1. In a system having a set top box receiving programming content and a display device for displaying the programming content, a method for recording a first stream included in the programming content while displaying a second stream on the display device, the method comprising the acts of:

receiving the programming content at the set top box;

tuning the first stream from the programming content with a tuner;

storing the first stream on a storage medium at the set top box without degrading the first stream; and

displaying a second stream on the display device without using the tuner, wherein the second stream is retrieved from the storage medium.

2. A method as defined in claim 1, wherein the act of tuning further comprises the act of demodulating the first stream.

3. A method as defined in claim 2, wherein the act of tuning further comprises the act of demultiplexing the first stream to produce a channel.

4. A method as defined in claim 1, wherein the act of storing the first stream further comprises the act of storing a channel included in the first stream.

5. A method as defined in claim 1, wherein the act of displaying a second stream further comprises the act of decoding the second stream.

6. A method as defined in claim 1, wherein the second stream comprises a channel that has been previously tuned by the tuner and stored on the storage medium.

7. A method as defined in claim 1, wherein the first stream comprises a digital channel.

8. A method as defined in claim 7, wherein the act of storing the digital channel is conducted without performing any digital to analog conversion on the digital channel prior to storing the digital channel on the storage medium.

9. A method as defined in claim 1, wherein the programming content is received from a transponder on a satellite.

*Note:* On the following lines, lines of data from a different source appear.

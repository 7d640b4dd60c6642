//! # Display Configuration
//!
//! Settle delays for device reset recovery and the initial window setup.

use std::time::Duration;

use serde::{Deserialize, Serialize};

use super::Config;

/// Settle delay used when no configuration is given
pub const DEFAULT_SETTLE_DELAY_MS: u64 = 3000;

/// # Window Configuration
///
/// Initial window placement used by the application when it creates its
/// main window.
#[derive(Debug, Clone, PartialEq, Serialize, Deserialize)]
#[serde(default)]
pub struct WindowConfig {
    /// Window title
    pub title: String,
    /// Windowed client width in pixels
    pub width: u32,
    /// Windowed client height in pixels
    pub height: u32,
    /// Start in full-screen mode
    pub fullscreen: bool,
    /// Output the window opens on
    pub output: usize,
    /// Preferred refresh rate for full-screen, 0 keeps the desktop rate
    pub refresh_rate_hz: f64,
}

impl WindowConfig {
    /// Create a window configuration with the given title
    pub fn new(title: impl Into<String>) -> Self {
        Self {
            title: title.into(),
            ..Self::default()
        }
    }

    /// Set windowed size
    #[must_use]
    pub const fn with_size(mut self, width: u32, height: u32) -> Self {
        self.width = width;
        self.height = height;
        self
    }

    /// Start in full-screen
    #[must_use]
    pub const fn with_fullscreen(mut self, fullscreen: bool) -> Self {
        self.fullscreen = fullscreen;
        self
    }

    /// Select the output to open on
    #[must_use]
    pub const fn with_output(mut self, output: usize) -> Self {
        self.output = output;
        self
    }
}

impl Default for WindowConfig {
    fn default() -> Self {
        Self {
            title: "Display Engine".to_string(),
            width: 1280,
            height: 720,
            fullscreen: false,
            output: 0,
            refresh_rate_hz: 0.0,
        }
    }
}

/// # Display Configuration
///
/// Tunables of the window system. The settle delay absorbs bursts of OS
/// display notifications before consumers are told the device is back; the
/// refresh change delay holds the reset back further after a refresh-rate
/// switch, for displays that take long to resync.
#[derive(Debug, Clone, PartialEq, Serialize, Deserialize)]
#[serde(default)]
pub struct DisplayConfig {
    /// Debounce interval between the last display change and the reset
    pub settle_delay_ms: u64,
    /// Minimum time between a refresh-rate switch and the reset, 0 disables
    pub refresh_change_delay_ms: u64,
    /// Blank secondary outputs while full-screen
    pub blank_other_displays: bool,
    /// Main window setup
    pub window: WindowConfig,
}

impl DisplayConfig {
    /// Create a configuration with default delays
    pub fn new() -> Self {
        Self {
            settle_delay_ms: DEFAULT_SETTLE_DELAY_MS,
            refresh_change_delay_ms: 0,
            blank_other_displays: false,
            window: WindowConfig::default(),
        }
    }

    /// Set the settle delay
    #[must_use]
    pub const fn with_settle_delay(mut self, delay: Duration) -> Self {
        self.settle_delay_ms = delay.as_millis() as u64;
        self
    }

    /// Set the refresh change delay
    #[must_use]
    pub const fn with_refresh_change_delay(mut self, delay: Duration) -> Self {
        self.refresh_change_delay_ms = delay.as_millis() as u64;
        self
    }

    /// Blank other outputs while full-screen
    #[must_use]
    pub const fn with_blank_other_displays(mut self, blank: bool) -> Self {
        self.blank_other_displays = blank;
        self
    }

    /// Set the main window configuration
    #[must_use]
    pub fn with_window(mut self, window: WindowConfig) -> Self {
        self.window = window;
        self
    }

    /// Settle delay as a duration
    pub const fn settle_delay(&self) -> Duration {
        Duration::from_millis(self.settle_delay_ms)
    }

    /// Refresh change delay, `None` when disabled
    pub const fn refresh_change_delay(&self) -> Option<Duration> {
        if self.refresh_change_delay_ms == 0 {
            None
        } else {
            Some(Duration::from_millis(self.refresh_change_delay_ms))
        }
    }

    /// Validate the configuration
    pub fn validate(&self) -> Result<(), String> {
        if self.settle_delay_ms == 0 {
            return Err("Settle delay must be at least 1 ms".to_string());
        }

        if self.window.width == 0 || self.window.height == 0 {
            return Err(format!(
                "Window size {}x{} is empty",
                self.window.width, self.window.height
            ));
        }

        if !self.window.refresh_rate_hz.is_finite() || self.window.refresh_rate_hz < 0.0 {
            return Err(format!(
                "Refresh rate {} is not a valid rate",
                self.window.refresh_rate_hz
            ));
        }

        Ok(())
    }
}

impl Default for DisplayConfig {
    fn default() -> Self {
        Self::new()
    }
}

impl Config for DisplayConfig {}

#[cfg(test)]
mod tests {
    use super::*;
    use crate::config::ConfigError;

    #[test]
    fn test_default_config_is_valid() {
        let config = DisplayConfig::default();
        assert!(config.validate().is_ok());
        assert_eq!(config.settle_delay(), Duration::from_millis(DEFAULT_SETTLE_DELAY_MS));
        assert_eq!(config.refresh_change_delay(), None);
    }

    #[test]
    fn test_validation_rejects_unusable_values() {
        let config = DisplayConfig::default().with_settle_delay(Duration::ZERO);
        assert!(config.validate().is_err());

        let config = DisplayConfig::default().with_window(WindowConfig::new("x").with_size(0, 720));
        assert!(config.validate().is_err());
    }

    #[test]
    fn test_partial_toml_uses_defaults() {
        let config: DisplayConfig = toml::from_str(
            r#"
            settle_delay_ms = 250

            [window]
            title = "Player"
            fullscreen = true
            "#,
        )
        .unwrap();

        assert_eq!(config.settle_delay(), Duration::from_millis(250));
        assert_eq!(config.window.title, "Player");
        assert!(config.window.fullscreen);
        assert_eq!(config.window.width, 1280);
        assert!(!config.blank_other_displays);
    }

    #[test]
    fn test_load_from_ron_file() {
        let path = std::env::temp_dir().join(format!("display_config_{}.ron", std::process::id()));
        let path = path.to_string_lossy().to_string();
        let config = DisplayConfig::default()
            .with_refresh_change_delay(Duration::from_millis(1500))
            .with_blank_other_displays(true);

        config.save_to_file(&path).unwrap();
        let loaded = DisplayConfig::load_from_file(&path).unwrap();
        let _ = std::fs::remove_file(&path);

        assert_eq!(loaded, config);
    }

    #[test]
    fn test_missing_file_falls_back_to_defaults() {
        let loaded = DisplayConfig::load_or_default("/nonexistent/display.toml").unwrap();
        assert_eq!(loaded, DisplayConfig::default());

        assert!(matches!(
            DisplayConfig::load_from_file("display.yaml"),
            Err(ConfigError::Io(_) | ConfigError::UnsupportedFormat(_))
        ));
    }
}
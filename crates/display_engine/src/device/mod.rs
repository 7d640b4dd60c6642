//! Graphics device continuity
//!
//! When the display is reconfigured the graphics device behind it can be
//! lost. Dependent resources are told through the [`ResourceRegistry`], and
//! the [`DeviceResetTimer`] decides when the display has settled enough to
//! announce the reset.

pub mod registry;
pub mod reset_timer;

pub use registry::{DisplayResource, ResourceRegistry};
pub use reset_timer::{DeviceResetTimer, TimerPhase};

10. In a system receiving digital programming content including a plurality of channels, a method for recording a channel included in the plurality of channels without degrading the channel, the method comprising the acts of:

tuning and demodulating the programming content to identify the plurality of channels;

demultiplexing the plurality of channels to select the channel, wherein the channel is digitally encoded; and

recording the channel on a storage medium without decoding the channel such that the recorded channel is not degraded.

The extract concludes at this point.